Proof Group Homomorphism: $\varphi(e)= e'$ & $\varphi(\hat{a})= \widehat{\varphi(a)}$

Question

I would like to proof the following Lemma:

A group homomorphism $\varphi$ from $\langle G;\ast,\hat{},e \rangle$ to $\langle H;\star,\hat{},e' \rangle$ satisfies:

1)

$\varphi(e)= e'$

Proof: $\varphi(e)=\varphi(e\ast e)=\varphi(e)\star\varphi(e)=e'\star e'=e'$

2)

$\varphi(\hat{a})= \widehat{\varphi(a)}$

Proof: $\varphi(e)=\varphi(\hat{a}*a)=\varphi(\hat{a})\star\varphi(a)=e'$ which requires $\varphi(\hat{a})= \widehat{\varphi(a)}$ from the definition of $e'$

I don't know whether the above proofs are valid. Maybe some improvement on the notation?

Answer 1

1) is wrong because you used the very equality that you are trying to prove, namely at the step $$\varphi(e)\star\varphi(e)=e'\star e'$$

2) is perfect.

A correct way for 1) is to say that $\varphi(e)\star\varphi(e)=\varphi(e)$ implies that $\varphi(e)=e^\prime$ by left- (or right-) cancellation.
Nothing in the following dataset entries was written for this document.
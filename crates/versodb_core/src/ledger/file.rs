//! Durable ledger file: header page plus commit-bit bitmap pages.
//!
//! Layout (little-endian, fixed offsets):
//!
//! ```text
//! page 0 (4096 B header):
//!   0   u32   format version
//!   4   u32   last-used id, range 0
//!   8   u32   last-used id, range 1
//!   12  u32   last-used id, range 2
//!   16  u32   last-used id, range 3
//!   20  u8    current range index
//! pages 1.. (4096 B each): commit bitmaps, allocated round-robin
//!   page(id) = ((id % RANGE_SIZE) / IDS_PER_PAGE) * 4 + range(id) + 1
//! ```

use crate::error::{CoreError, CoreResult};
use crate::types::{TxId, IDS_PER_PAGE, LEDGER_PAGE_SIZE, RANGE_COUNT, RANGE_SIZE};
use tracing::error;
use versodb_storage::StorageBackend;

/// Current ledger format version.
pub const LEDGER_VERSION: u32 = 1;

const HEADER_PAGES: u64 = 1;
const OFF_VERSION: u64 = 0;
const OFF_LAST_USED: u64 = 4;
const OFF_CURRENT_RANGE: u64 = 20;

/// First id of the given range.
pub(crate) fn range_first(range: u8) -> u32 {
    u32::from(range) * RANGE_SIZE
}

/// One-past-the-last issuable id of the given range.
///
/// For the final range this excludes `u32::MAX`, which is a sentinel.
pub(crate) fn range_end(range: u8) -> u64 {
    let end = (u64::from(range) + 1) * u64::from(RANGE_SIZE);
    end.min(u64::from(u32::MAX))
}

/// The durable half of the transaction ledger.
///
/// Owns the backing byte store and all header/bitmap offset arithmetic.
/// Callers serialize access through the ledger's internal lock.
pub(crate) struct LedgerFile {
    backend: Box<dyn StorageBackend>,
    last_used: [u32; RANGE_COUNT as usize],
    current_range: u8,
}

impl LedgerFile {
    /// Opens a ledger file, initializing an empty backend in place.
    pub fn open(mut backend: Box<dyn StorageBackend>) -> CoreResult<Self> {
        if backend.size()? == 0 {
            backend.zero_extend(HEADER_PAGES * LEDGER_PAGE_SIZE as u64)?;
            let mut file = Self {
                backend,
                last_used: [
                    range_first(0),
                    range_first(1),
                    range_first(2),
                    range_first(3),
                ],
                current_range: 0,
            };
            file.write_header()?;
            file.sync()?;
            return Ok(file);
        }

        let header = backend.read_at(0, LEDGER_PAGE_SIZE)?;
        let version = read_u32(&header, OFF_VERSION as usize);
        if version != LEDGER_VERSION {
            return Err(CoreError::invalid_format(format!(
                "unsupported ledger version {version}"
            )));
        }

        let mut last_used = [0u32; RANGE_COUNT as usize];
        for (i, slot) in last_used.iter_mut().enumerate() {
            *slot = read_u32(&header, OFF_LAST_USED as usize + i * 4);
        }
        let current_range = header[OFF_CURRENT_RANGE as usize];
        if u32::from(current_range) >= RANGE_COUNT {
            return Err(CoreError::invalid_format(format!(
                "ledger current range {current_range} out of bounds"
            )));
        }

        Ok(Self {
            backend,
            last_used,
            current_range,
        })
    }

    /// Returns the last-used id for a range.
    pub fn last_used(&self, range: u8) -> u32 {
        self.last_used[range as usize]
    }

    /// Returns the current range index.
    pub fn current_range(&self) -> u8 {
        self.current_range
    }

    /// Persists a new last-used id for a range.
    pub fn set_last_used(&mut self, range: u8, id: u32) -> CoreResult<()> {
        self.last_used[range as usize] = id;
        self.backend
            .write_at(OFF_LAST_USED + u64::from(range) * 4, &id.to_le_bytes())?;
        Ok(())
    }

    /// Persists a new current range index.
    pub fn set_current_range(&mut self, range: u8) -> CoreResult<()> {
        self.current_range = range;
        self.backend.write_at(OFF_CURRENT_RANGE, &[range])?;
        Ok(())
    }

    /// Reads the durable commit bit for an id.
    ///
    /// Ids whose bitmap page was never allocated read as not committed.
    pub fn commit_bit(&self, id: TxId) -> CoreResult<bool> {
        let (offset, mask) = bit_location(id);
        if offset >= self.backend.size()? {
            return Ok(false);
        }
        let byte = self.backend.read_at(offset, 1)?;
        Ok(byte[0] & mask != 0)
    }

    /// Sets the durable commit bit for an id.
    ///
    /// The id's bitmap page must have been reserved beforehand.
    pub fn set_commit_bit(&mut self, id: TxId) -> CoreResult<()> {
        let (offset, mask) = bit_location(id);
        if offset >= self.backend.size()? {
            return Err(CoreError::internal(format!(
                "commit bit for unreserved id {id}"
            )));
        }
        let byte = self.backend.read_at(offset, 1)?;
        self.backend.write_at(offset, &[byte[0] | mask])?;
        Ok(())
    }

    /// Extends the file so every id up to and including `id` has a bitmap
    /// page, syncing the new length.
    ///
    /// On a failed extension one recovery attempt truncates back to the
    /// original length; if that also fails the process aborts rather than
    /// continue with durability silently lost.
    pub fn ensure_pages_for(&mut self, id: TxId) -> CoreResult<()> {
        let page = page_index(id);
        let needed = (page + 1) * LEDGER_PAGE_SIZE as u64;
        let current = self.backend.size()?;
        if needed <= current {
            return Ok(());
        }

        if let Err(extend_err) = self.try_extend(needed) {
            error!(
                needed,
                current,
                error = %extend_err,
                "ledger extension failed; attempting recovery"
            );
            if self.backend.truncate(current).is_err() || self.try_extend(needed).is_err() {
                error!("ledger extension unrecoverable; aborting to preserve durability");
                std::process::abort();
            }
        }
        Ok(())
    }

    fn try_extend(&mut self, needed: u64) -> CoreResult<()> {
        self.backend.zero_extend(needed)?;
        self.backend.sync()?;
        Ok(())
    }

    /// Zeroes every allocated bitmap page of a range.
    pub fn clear_range_pages(&mut self, range: u8) -> CoreResult<()> {
        let size = self.backend.size()?;
        let pages = size / LEDGER_PAGE_SIZE as u64;
        let zeroes = vec![0u8; LEDGER_PAGE_SIZE];

        let mut page = HEADER_PAGES + u64::from(range);
        while page < pages {
            self.backend
                .write_at(page * LEDGER_PAGE_SIZE as u64, &zeroes)?;
            page += u64::from(RANGE_COUNT);
        }
        Ok(())
    }

    /// Rewrites the whole header from in-memory state.
    pub fn write_header(&mut self) -> CoreResult<()> {
        let mut header = [0u8; 21];
        header[0..4].copy_from_slice(&LEDGER_VERSION.to_le_bytes());
        for (i, id) in self.last_used.iter().enumerate() {
            header[4 + i * 4..8 + i * 4].copy_from_slice(&id.to_le_bytes());
        }
        header[20] = self.current_range;
        self.backend.write_at(0, &header)?;
        Ok(())
    }

    /// Syncs all ledger data to durable storage.
    pub fn sync(&mut self) -> CoreResult<()> {
        self.backend.sync()?;
        Ok(())
    }
}

/// Index of the bitmap page holding an id's commit bit.
fn page_index(id: TxId) -> u64 {
    let within_range = u64::from(id.as_u32() % RANGE_SIZE);
    (within_range / u64::from(IDS_PER_PAGE)) * u64::from(RANGE_COUNT)
        + u64::from(id.range())
        + HEADER_PAGES
}

/// Byte offset and bit mask of an id's commit bit.
fn bit_location(id: TxId) -> (u64, u8) {
    let bit = id.as_u32() % IDS_PER_PAGE;
    let offset = page_index(id) * LEDGER_PAGE_SIZE as u64 + u64::from(bit / 8);
    (offset, 1 << (bit % 8))
}

fn read_u32(bytes: &[u8], offset: usize) -> u32 {
    u32::from_le_bytes([
        bytes[offset],
        bytes[offset + 1],
        bytes[offset + 2],
        bytes[offset + 3],
    ])
}

#[cfg(test)]
mod tests {
    use super::*;
    use versodb_storage::InMemoryBackend;

    fn create_file() -> LedgerFile {
        LedgerFile::open(Box::new(InMemoryBackend::new())).unwrap()
    }

    #[test]
    fn fresh_file_defaults() {
        let file = create_file();
        assert_eq!(file.current_range(), 0);
        assert_eq!(file.last_used(0), 0);
        assert_eq!(file.last_used(2), range_first(2));
    }

    #[test]
    fn page_layout_round_robin() {
        // First page of each range sits directly after the header.
        assert_eq!(page_index(TxId::new(1)), 1);
        assert_eq!(page_index(TxId::new(RANGE_SIZE)), 2);
        assert_eq!(page_index(TxId::new(2 * RANGE_SIZE)), 3);
        assert_eq!(page_index(TxId::new(3 * RANGE_SIZE)), 4);
        // Second page of range 0 comes after the first pages of all ranges.
        assert_eq!(page_index(TxId::new(IDS_PER_PAGE)), 5);
    }

    #[test]
    fn commit_bit_roundtrip() {
        let mut file = create_file();
        let id = TxId::new(17);

        file.ensure_pages_for(id).unwrap();
        assert!(!file.commit_bit(id).unwrap());

        file.set_commit_bit(id).unwrap();
        assert!(file.commit_bit(id).unwrap());

        // Neighbor bits stay clear
        assert!(!file.commit_bit(TxId::new(16)).unwrap());
        assert!(!file.commit_bit(TxId::new(18)).unwrap());
    }

    #[test]
    fn unreserved_id_reads_uncommitted() {
        let file = create_file();
        assert!(!file.commit_bit(TxId::new(2 * RANGE_SIZE + 5)).unwrap());
    }

    #[test]
    fn set_bit_on_unreserved_id_fails() {
        let mut file = create_file();
        let result = file.set_commit_bit(TxId::new(RANGE_SIZE + 1));
        assert!(matches!(result, Err(CoreError::Internal { .. })));
    }

    #[test]
    fn clear_range_pages_zeroes_only_that_range() {
        let mut file = create_file();
        let in_zero = TxId::new(9);
        let in_one = TxId::new(RANGE_SIZE + 9);

        file.ensure_pages_for(in_zero).unwrap();
        file.ensure_pages_for(in_one).unwrap();
        file.set_commit_bit(in_zero).unwrap();
        file.set_commit_bit(in_one).unwrap();

        file.clear_range_pages(0).unwrap();

        assert!(!file.commit_bit(in_zero).unwrap());
        assert!(file.commit_bit(in_one).unwrap());
    }

    #[test]
    fn header_survives_reopen() {
        let dir = tempfile::tempdir().unwrap();
        let path = dir.path().join("ledger.vdb");

        {
            let backend = versodb_storage::FileBackend::open(&path).unwrap();
            let mut file = LedgerFile::open(Box::new(backend)).unwrap();
            file.set_last_used(0, 4096).unwrap();
            file.set_current_range(1).unwrap();
            file.sync().unwrap();
        }

        let backend = versodb_storage::FileBackend::open(&path).unwrap();
        let file = LedgerFile::open(Box::new(backend)).unwrap();
        assert_eq!(file.last_used(0), 4096);
        assert_eq!(file.current_range(), 1);
    }

    #[test]
    fn range_bounds() {
        assert_eq!(range_first(0), 0);
        assert_eq!(range_first(3), 3 * RANGE_SIZE);
        assert_eq!(range_end(0), u64::from(RANGE_SIZE));
        // The final range stops short of the NEVER_COMMITTED sentinel.
        assert_eq!(range_end(3), u64::from(u32::MAX));
    }
}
That is, by multiplying both sides by $\widehat{\varphi(e)}$, whatever that may be. In one line:

$\varphi (e)=\varphi(e)\star \varphi(e)\star \widehat{\varphi (e)}= \varphi (e\star e)\star \widehat{\varphi (e)}= \varphi(e)\star \widehat{\varphi (e)}=e^\prime $

Answer 2

For 1):

Let $x=\varphi(e)$

$$ \varphi(a)=\varphi(ea)=\varphi(e)\varphi(a)=x\varphi(a) $$ Multiply by $\widehat{\varphi(a)}$ on the right, conclude $e'=x$.